◆ Problem details ◆
Show the lines below where "args" occurs.

Items from a data source
▬▬▬▬▬▬▬▬▬▬

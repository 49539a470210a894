//! Logging setup for scenario drivers.
//!
//! The library itself only emits `tracing` events; installing a subscriber
//! is the driver's choice. [`init_logging`] wires up the usual one: an
//! `EnvFilter` honoring `RUST_LOG`, falling back to the given directive.

use tracing_subscriber::fmt::format::FmtSpan;
use tracing_subscriber::layer::SubscriberExt;
use tracing_subscriber::util::SubscriberInitExt;
use tracing_subscriber::EnvFilter;

use crate::error::{Error, Result};

/// Output format of the global subscriber.
#[derive(Debug, Clone, Copy, PartialEq, Eq, Default)]
pub enum LogFormat {
    /// Multi-line human-readable output.
    Pretty,
    /// One event per line.
    #[default]
    Compact,
    /// Newline-delimited JSON, for log shippers.
    Json,
}

/// Installs the global tracing subscriber. Fails if one is already set.
pub fn init_logging(format: LogFormat, default_filter: &str) -> Result<()> {
    let filter = EnvFilter::try_from_default_env()
        .unwrap_or_else(|_| EnvFilter::new(default_filter));

    let registry = tracing_subscriber::registry().with(filter);
    let result = match format {
        LogFormat::Pretty => registry
            .with(
                tracing_subscriber::fmt::layer()
                    .pretty()
                    .with_span_events(FmtSpan::CLOSE),
            )
            .try_init(),
        LogFormat::Compact => registry
            .with(tracing_subscriber::fmt::layer().compact())
            .try_init(),
        LogFormat::Json => registry
            .with(tracing_subscriber::fmt::layer().json())
            .try_init(),
    };
    result.map_err(|e| Error::Internal(format!("failed to install subscriber: {e}")))
}

#[cfg(test)]
mod tests {
    use super::*;

    #[test]
    fn second_install_is_an_error() {
        init_logging(LogFormat::Compact, "warn").unwrap();
        assert!(init_logging(LogFormat::Json, "debug").is_err());
    }
}
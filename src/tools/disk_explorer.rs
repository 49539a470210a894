//! diskplorer adapter.
//!
//! diskplorer is a fio frontend cloned from git onto every host; it runs
//! out of its clone directory and leaves SVG/CSV plots there. Its probe
//! file (`fiotest.tmp`) is 100 GB, so it is removed both before and after
//! a run.

use async_trait::async_trait;
use std::path::Path;
use std::sync::Arc;
use tracing::warn;

use super::{
    capture_disk_layout, download_artifacts, phase_started, BenchTool, ToolBase,
};
use crate::connection::Fleet;
use crate::executor::{log_outcomes, run_all, TaskOutcome};
use crate::process::CommandInvoker;

const REPO_URL: &str = "https://github.com/scylladb/diskplorer.git";

/// Adapter for the diskplorer disk-throughput probe.
pub struct DiskExplorer {
    base: ToolBase,
}

impl DiskExplorer {
    /// Creates the adapter.
    pub fn new(fleet: Fleet, invoker: Arc<dyn CommandInvoker>) -> Self {
        Self {
            base: ToolBase::new("disk-explorer", fleet, invoker),
        }
    }

    /// Disables the `lsblk` disk-layout snapshot.
    pub fn without_lsblk(mut self) -> Self {
        self.base.capture_lsblk = false;
        self
    }
}

#[async_trait]
impl BenchTool for DiskExplorer {
    fn name(&self) -> &'static str {
        "disk-explorer"
    }

    fn fleet(&self) -> &Fleet {
        &self.base.fleet
    }

    async fn install(&self) -> Vec<TaskOutcome<()>> {
        phase_started(self.name(), "install");
        let outcomes = run_all(&self.base.fleet, |host| {
            let mut conn = self.base.connect(host);
            async move {
                conn.update_package_cache().await?;
                for package in ["git", "fio", "python3", "python3-pip"] {
                    conn.install_package(package).await?;
                }
                conn.run("sudo pip3 install -qqq matplotlib").await?;
                conn.run("rm -fr diskplorer").await?;
                conn.run(&format!("git clone -q {REPO_URL}")).await?;
                Ok(())
            }
        })
        .await;
        log_outcomes("disk-explorer install", &outcomes);
        outcomes
    }

    async fn prepare(&self) -> Vec<TaskOutcome<()>> {
        phase_started(self.name(), "prepare");
        let outcomes = run_all(&self.base.fleet, |host| {
            let mut conn = self.base.connect(host);
            async move {
                for cleanup in [
                    "rm -fr diskplorer/*.svg",
                    "rm -fr diskplorer/fiotest.tmp",
                    "sudo killall -q -9 fio",
                ] {
                    if let Err(e) = conn.run(cleanup).await {
                        warn!(host = %conn.host().address, error = %e, "cleanup skipped");
                    }
                }
                Ok(())
            }
        })
        .await;
        log_outcomes("disk-explorer prepare", &outcomes);
        outcomes
    }

    async fn run(&self, args: &str) -> Vec<TaskOutcome<()>> {
        phase_started(self.name(), "run");
        let args = args.to_string();
        let capture_lsblk = self.base.capture_lsblk;
        let outcomes = run_all(&self.base.fleet, |host| {
            let mut conn = self.base.connect(host);
            let args = args.clone();
            async move {
                if capture_lsblk {
                    capture_disk_layout(&mut conn).await?;
                }
                conn.run(&format!("cd diskplorer && python3 diskplorer.py {args}"))
                    .await?;
                // the probe file is 100 GB; do not leave it on the host
                conn.run("rm -fr diskplorer/fiotest.tmp").await?;
                Ok(())
            }
        })
        .await;
        log_outcomes("disk-explorer run", &outcomes);
        outcomes
    }

    async fn download(&self, dest: &Path) -> Vec<TaskOutcome<()>> {
        phase_started(self.name(), "download");
        let patterns = vec![
            "diskplorer/*.svg".to_string(),
            "diskplorer/*.csv".to_string(),
        ];
        let capture_lsblk = self.base.capture_lsblk;
        let dest = dest.to_path_buf();
        let outcomes = run_all(&self.base.fleet, |host| {
            let mut conn = self.base.connect(host);
            let patterns = patterns.clone();
            let dest = dest.clone();
            async move { download_artifacts(&mut conn, &dest, &patterns, capture_lsblk).await }
        })
        .await;
        log_outcomes("disk-explorer download", &outcomes);
        outcomes
    }
}
//! Remote package installation.
//!
//! Package managers are detected on the remote host by strict `command -v`
//! probes, in the fixed priority apt → yum → dnf. The first manager found
//! is used exclusively for that call; if the install itself then fails
//! there is no fallback to the next manager. All install/update commands
//! use the manager's non-interactive quiet flags.

use tracing::{debug, info};

use super::SshConnection;
use crate::error::{Error, Result};

/// Supported remote package managers, in detection priority order.
#[derive(Debug, Clone, Copy, PartialEq, Eq)]
pub enum PackageManager {
    Apt,
    Yum,
    Dnf,
}

impl PackageManager {
    /// Detection priority: apt first, then yum, then dnf.
    pub const PRIORITY: [PackageManager; 3] =
        [PackageManager::Apt, PackageManager::Yum, PackageManager::Dnf];

    /// The binary probed for with `command -v`.
    pub fn probe_binary(&self) -> &'static str {
        match self {
            PackageManager::Apt => "apt-get",
            PackageManager::Yum => "yum",
            PackageManager::Dnf => "dnf",
        }
    }

    /// Remote install command for one package.
    pub fn install_command(&self, package: &str) -> String {
        match self {
            PackageManager::Apt => format!("sudo apt-get install -y -qq {package}"),
            PackageManager::Yum => format!("sudo yum -y -q install {package}"),
            PackageManager::Dnf => format!("sudo dnf -y -q install {package}"),
        }
    }

    /// Remote package-cache refresh command.
    pub fn update_command(&self) -> &'static str {
        match self {
            PackageManager::Apt => "sudo apt-get -y -qq update",
            PackageManager::Yum => "sudo yum -y -q makecache",
            PackageManager::Dnf => "sudo dnf -y -q makecache",
        }
    }

    /// Remote availability query for a package name, or `None` when the
    /// manager has no usable query (candidate installs are apt/yum only).
    pub fn query_command(&self, package: &str) -> Option<String> {
        match self {
            PackageManager::Apt => Some(format!("sudo apt-cache show {package}")),
            PackageManager::Yum => Some(format!("sudo yum list --available {package}")),
            PackageManager::Dnf => None,
        }
    }
}

impl SshConnection {
    /// Detects the remote package manager by probing in fixed priority
    /// order. The probes are strict (exit 0 only); the 0/1 quirk would
    /// otherwise make every manager look present.
    pub async fn detect_package_manager(&mut self) -> Result<Option<PackageManager>> {
        for manager in PackageManager::PRIORITY {
            let probe = format!("command -v {}", manager.probe_binary());
            if self.execute(&probe).await?.success() {
                debug!(host = %self.host().address, manager = ?manager, "Detected package manager");
                return Ok(Some(manager));
            }
        }
        Ok(None)
    }

    /// Refreshes the package cache with the detected manager.
    pub async fn update_package_cache(&mut self) -> Result<()> {
        let manager = self.require_package_manager("(cache update)").await?;
        debug!(host = %self.host().address, "Updating package cache");
        self.run(manager.update_command()).await?;
        Ok(())
    }

    /// Installs a package with the first detected manager. No fallback to
    /// a second manager if the install fails.
    pub async fn install_package(&mut self, package: &str) -> Result<()> {
        let manager = self.require_package_manager(package).await?;
        info!(host = %self.host().address, package, manager = ?manager, "Installing package");
        self.run(&manager.install_command(package)).await?;
        Ok(())
    }

    /// Tries each candidate name in order, querying availability before
    /// installing, and stops at the first installable one. Apt/yum-capable
    /// hosts only.
    pub async fn install_package_from_candidates(&mut self, candidates: &[&str]) -> Result<()> {
        let joined = candidates.join(",");
        let manager = self.require_package_manager(&joined).await?;

        for candidate in candidates {
            let query = match manager.query_command(candidate) {
                Some(query) => query,
                None => {
                    return Err(Error::package_not_found(
                        &self.host().address,
                        joined,
                        format!("candidate install is not supported with {manager:?}"),
                    ))
                }
            };
            if !self.execute(&query).await?.success() {
                debug!(host = %self.host().address, candidate, "Candidate not available");
                continue;
            }
            info!(host = %self.host().address, candidate, "Installing candidate package");
            self.run(&manager.install_command(candidate)).await?;
            return Ok(());
        }

        Err(Error::package_not_found(
            &self.host().address,
            joined,
            "no candidate package is available",
        ))
    }

    async fn require_package_manager(&mut self, package: &str) -> Result<PackageManager> {
        self.detect_package_manager().await?.ok_or_else(|| {
            Error::package_not_found(
                &self.host().address,
                package,
                "no supported package manager (apt/yum/dnf) present",
            )
        })
    }
}

#[cfg(test)]
mod tests {
    use super::*;
    use crate::connection::Host;
    use crate::process::{CommandInvoker, InvocationOutput, InvocationSpec};
    use async_trait::async_trait;
    use std::sync::{Arc, Mutex};

    /// Invoker that answers by matching on the remote command (the last
    /// argv entry of the ssh invocation).
    struct RemoteShellFake {
        handler: Box<dyn Fn(&str) -> i32 + Send + Sync>,
        commands: Mutex<Vec<String>>,
    }

    impl RemoteShellFake {
        fn new(handler: impl Fn(&str) -> i32 + Send + Sync + 'static) -> Self {
            Self {
                handler: Box::new(handler),
                commands: Mutex::new(Vec::new()),
            }
        }

        fn commands(&self) -> Vec<String> {
            self.commands.lock().unwrap().clone()
        }
    }

    #[async_trait]
    impl CommandInvoker for RemoteShellFake {
        async fn invoke(&self, spec: &InvocationSpec) -> crate::error::Result<InvocationOutput> {
            let command = spec.args.last().cloned().unwrap_or_default();
            let exit_code = (self.handler)(&command);
            self.commands.lock().unwrap().push(command);
            Ok(InvocationOutput {
                exit_code,
                ..Default::default()
            })
        }
    }

    fn connection(invoker: Arc<RemoteShellFake>) -> SshConnection {
        SshConnection::new(Host::new("10.0.0.9", "fedora", ""), invoker)
    }

    #[tokio::test]
    async fn apt_host_uses_apt_and_never_probes_yum() {
        let invoker = Arc::new(RemoteShellFake::new(|cmd| {
            if cmd == "command -v apt-get" || cmd.starts_with("sudo apt-get install") || cmd == "ls"
            {
                0
            } else {
                127
            }
        }));
        let mut conn = connection(invoker.clone());

        conn.install_package("fio").await.unwrap();

        let commands = invoker.commands();
        assert!(commands.contains(&"sudo apt-get install -y -qq fio".to_string()));
        assert!(!commands.iter().any(|c| c.contains("yum")));
        assert!(!commands.iter().any(|c| c.contains("dnf")));
    }

    #[tokio::test]
    async fn yum_host_is_detected_after_apt_probe_fails() {
        let invoker = Arc::new(RemoteShellFake::new(|cmd| match cmd {
            "ls" | "command -v yum" => 0,
            cmd if cmd.starts_with("sudo yum") => 0,
            _ => 127,
        }));
        let mut conn = connection(invoker.clone());

        conn.install_package("fio").await.unwrap();

        let commands = invoker.commands();
        assert!(commands.contains(&"command -v apt-get".to_string()));
        assert!(commands.contains(&"sudo yum -y -q install fio".to_string()));
    }

    #[tokio::test]
    async fn missing_manager_is_package_not_found() {
        let invoker = Arc::new(RemoteShellFake::new(|cmd| if cmd == "ls" { 0 } else { 127 }));
        let mut conn = connection(invoker);

        let err = conn.install_package("fio").await.unwrap_err();
        assert!(matches!(err, Error::PackageNotFound { .. }));
    }

    #[tokio::test]
    async fn candidates_stop_at_first_available() {
        let invoker = Arc::new(RemoteShellFake::new(|cmd| match cmd {
            "ls" | "command -v apt-get" => 0,
            "sudo apt-cache show openjdk-8-jdk" => 100,
            "sudo apt-cache show java-1.8.0-openjdk" => 0,
            "sudo apt-get install -y -qq java-1.8.0-openjdk" => 0,
            _ => 127,
        }));
        let mut conn = connection(invoker.clone());

        conn.install_package_from_candidates(&["openjdk-8-jdk", "java-1.8.0-openjdk"])
            .await
            .unwrap();

        let commands = invoker.commands();
        assert!(commands.contains(&"sudo apt-get install -y -qq java-1.8.0-openjdk".to_string()));
        assert!(!commands
            .iter()
            .any(|c| c == "sudo apt-get install -y -qq openjdk-8-jdk"));
    }

    #[tokio::test]
    async fn no_available_candidate_is_package_not_found() {
        let invoker = Arc::new(RemoteShellFake::new(|cmd| match cmd {
            "ls" | "command -v apt-get" => 0,
            _ => 100,
        }));
        let mut conn = connection(invoker);

        let err = conn
            .install_package_from_candidates(&["a", "b"])
            .await
            .unwrap_err();
        match err {
            Error::PackageNotFound { package, .. } => assert_eq!(package, "a,b"),
            other => panic!("expected PackageNotFound, got {other:?}"),
        }
    }

    #[tokio::test]
    async fn dnf_host_rejects_candidate_install() {
        let invoker = Arc::new(RemoteShellFake::new(|cmd| match cmd {
            "ls" | "command -v dnf" => 0,
            _ => 127,
        }));
        let mut conn = connection(invoker);

        let err = conn
            .install_package_from_candidates(&["golang"])
            .await
            .unwrap_err();
        assert!(matches!(err, Error::PackageNotFound { .. }));
    }
}
//! Error types for fleetbench.
//!
//! Every failure in the orchestration pipeline is attributable either to a
//! (host, operation) pair or to a (metric, operation) pair; the variants
//! below carry that attribution so fan-out callers can report partial
//! failures without losing context.

use thiserror::Error;

/// Result type alias for fleetbench operations.
pub type Result<T> = std::result::Result<T, Error>;

/// The main error type for fleetbench.
#[derive(Error, Debug)]
pub enum Error {
    // ========================================================================
    // Connection Errors
    // ========================================================================
    /// The connect retry budget was exhausted. Fatal for that host only.
    #[error("Failed to connect to '{host}' after {attempts} attempts")]
    ConnectionTimeout {
        /// Target host address
        host: String,
        /// Number of probe attempts made
        attempts: u32,
    },

    /// A remote command exited with an unexpected code. Fatal for the
    /// current operation on that host; other hosts are unaffected.
    #[error("Command failed on '{host}' with exit code {exit_code}: {command}")]
    RemoteCommand {
        /// Target host address
        host: String,
        /// Exit code reported by the remote shell
        exit_code: i32,
        /// The command that was executed
        command: String,
    },

    /// File transfer (scp) failed.
    #[error("Transfer failed on '{host}': {message}")]
    Transfer {
        /// Target host address
        host: String,
        /// Error message
        message: String,
    },

    // ========================================================================
    // Install Errors
    // ========================================================================
    /// No supported package manager was found on the host, or none of the
    /// candidate package names was available.
    #[error("Cannot install '{package}' on '{host}': {message}")]
    PackageNotFound {
        /// Target host address
        host: String,
        /// Package name (or comma-joined candidate list)
        package: String,
        /// Error message
        message: String,
    },

    // ========================================================================
    // Aggregation Errors
    // ========================================================================
    /// An external merge/extract/summarize invocation failed. Fatal only
    /// for that metric; other metric groups keep processing.
    #[error("Aggregation of metric '{metric}' failed: {message}")]
    Aggregation {
        /// Metric name (histogram log file stem)
        metric: String,
        /// Error message
        message: String,
    },

    // ========================================================================
    // IO / Config Errors
    // ========================================================================
    /// IO error.
    #[error("IO error: {0}")]
    Io(#[from] std::io::Error),

    /// YAML parsing error.
    #[error("YAML parse error: {0}")]
    YamlParse(#[from] serde_yaml::Error),

    /// Invalid configuration value.
    #[error("Invalid configuration value for '{key}': {message}")]
    InvalidConfig {
        /// Configuration key
        key: String,
        /// Error message
        message: String,
    },

    /// Internal error (spawned task panicked, malformed invocation, ...).
    #[error("Internal error: {0}")]
    Internal(String),
}

impl Error {
    /// Creates a new remote command error.
    pub fn remote_command(
        host: impl Into<String>,
        exit_code: i32,
        command: impl Into<String>,
    ) -> Self {
        Self::RemoteCommand {
            host: host.into(),
            exit_code,
            command: command.into(),
        }
    }

    /// Creates a new transfer error.
    pub fn transfer(host: impl Into<String>, message: impl Into<String>) -> Self {
        Self::Transfer {
            host: host.into(),
            message: message.into(),
        }
    }

    /// Creates a new package-not-found error.
    pub fn package_not_found(
        host: impl Into<String>,
        package: impl Into<String>,
        message: impl Into<String>,
    ) -> Self {
        Self::PackageNotFound {
            host: host.into(),
            package: package.into(),
            message: message.into(),
        }
    }

    /// Creates a new aggregation error.
    pub fn aggregation(metric: impl Into<String>, message: impl Into<String>) -> Self {
        Self::Aggregation {
            metric: metric.into(),
            message: message.into(),
        }
    }

    /// Returns true if this error only affects a single host, leaving the
    /// rest of the fleet usable.
    pub fn is_host_local(&self) -> bool {
        matches!(
            self,
            Error::ConnectionTimeout { .. }
                | Error::RemoteCommand { .. }
                | Error::Transfer { .. }
                | Error::PackageNotFound { .. }
        )
    }
}

#[cfg(test)]
mod tests {
    use super::*;

    #[test]
    fn host_attributed_errors_are_host_local() {
        assert!(Error::ConnectionTimeout {
            host: "10.0.0.1".to_string(),
            attempts: 300,
        }
        .is_host_local());
        assert!(Error::remote_command("10.0.0.1", 137, "fio").is_host_local());
        assert!(Error::transfer("10.0.0.1", "scp exited 1").is_host_local());
        assert!(Error::package_not_found("10.0.0.1", "fio", "no manager").is_host_local());
    }

    #[test]
    fn systemic_errors_are_not_host_local() {
        assert!(!Error::aggregation("latency", "union failed").is_host_local());
        assert!(!Error::Internal("task panicked".to_string()).is_host_local());
        assert!(!Error::InvalidConfig {
            key: "ssh_options".to_string(),
            message: "unterminated quote".to_string(),
        }
        .is_host_local());
    }
}
//! Shared test doubles.
//!
//! `FakeInvoker` stands in for the real process boundary: every invocation
//! is recorded, and a scripted handler decides the response. Handlers can
//! also touch the local filesystem to simulate what scp or the histogram
//! tools would have produced.
#![allow(dead_code)]

use async_trait::async_trait;
use std::sync::Mutex;

use fleetbench::process::{CommandInvoker, InvocationOutput, InvocationSpec};
use fleetbench::Result;

type Handler = Box<dyn Fn(&InvocationSpec) -> InvocationOutput + Send + Sync>;

pub struct FakeInvoker {
    handler: Handler,
    calls: Mutex<Vec<InvocationSpec>>,
}

impl FakeInvoker {
    pub fn new(handler: impl Fn(&InvocationSpec) -> InvocationOutput + Send + Sync + 'static) -> Self {
        Self {
            handler: Box::new(handler),
            calls: Mutex::new(Vec::new()),
        }
    }

    /// Responds with exit 0 to everything.
    pub fn permissive() -> Self {
        Self::new(|_| InvocationOutput::default())
    }

    pub fn calls(&self) -> Vec<InvocationSpec> {
        self.calls.lock().unwrap().clone()
    }

    /// The remote command strings of all `ssh` invocations seen so far.
    pub fn remote_commands(&self) -> Vec<String> {
        self.calls()
            .iter()
            .filter(|spec| spec.program == "ssh")
            .filter_map(|spec| spec.args.last().cloned())
            .collect()
    }
}

#[async_trait]
impl CommandInvoker for FakeInvoker {
    async fn invoke(&self, spec: &InvocationSpec) -> Result<InvocationOutput> {
        self.calls.lock().unwrap().push(spec.clone());
        Ok((self.handler)(spec))
    }
}

/// Response with a given exit code and empty output.
pub fn exit(code: i32) -> InvocationOutput {
    InvocationOutput {
        exit_code: code,
        ..Default::default()
    }
}

/// The `user@host` login target of an ssh/scp invocation, if present.
pub fn login_of(spec: &InvocationSpec) -> Option<&String> {
    spec.args.iter().find(|a| a.contains('@'))
}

▬▬▬▬▬▬▬▬▬▬

◆ Answer space ◆
    async fn run(&self, args: &str) -> Vec<TaskOutcome<()>> {
        let args = args.to_string();
            let args = args.clone();
                conn.run(&format!("cd diskplorer && python3 diskplorer.py {args}"))
            let command = spec.args.last().cloned().unwrap_or_default();
            .filter_map(|spec| spec.args.last().cloned())
    spec.args.iter().find(|a| a.contains('@'))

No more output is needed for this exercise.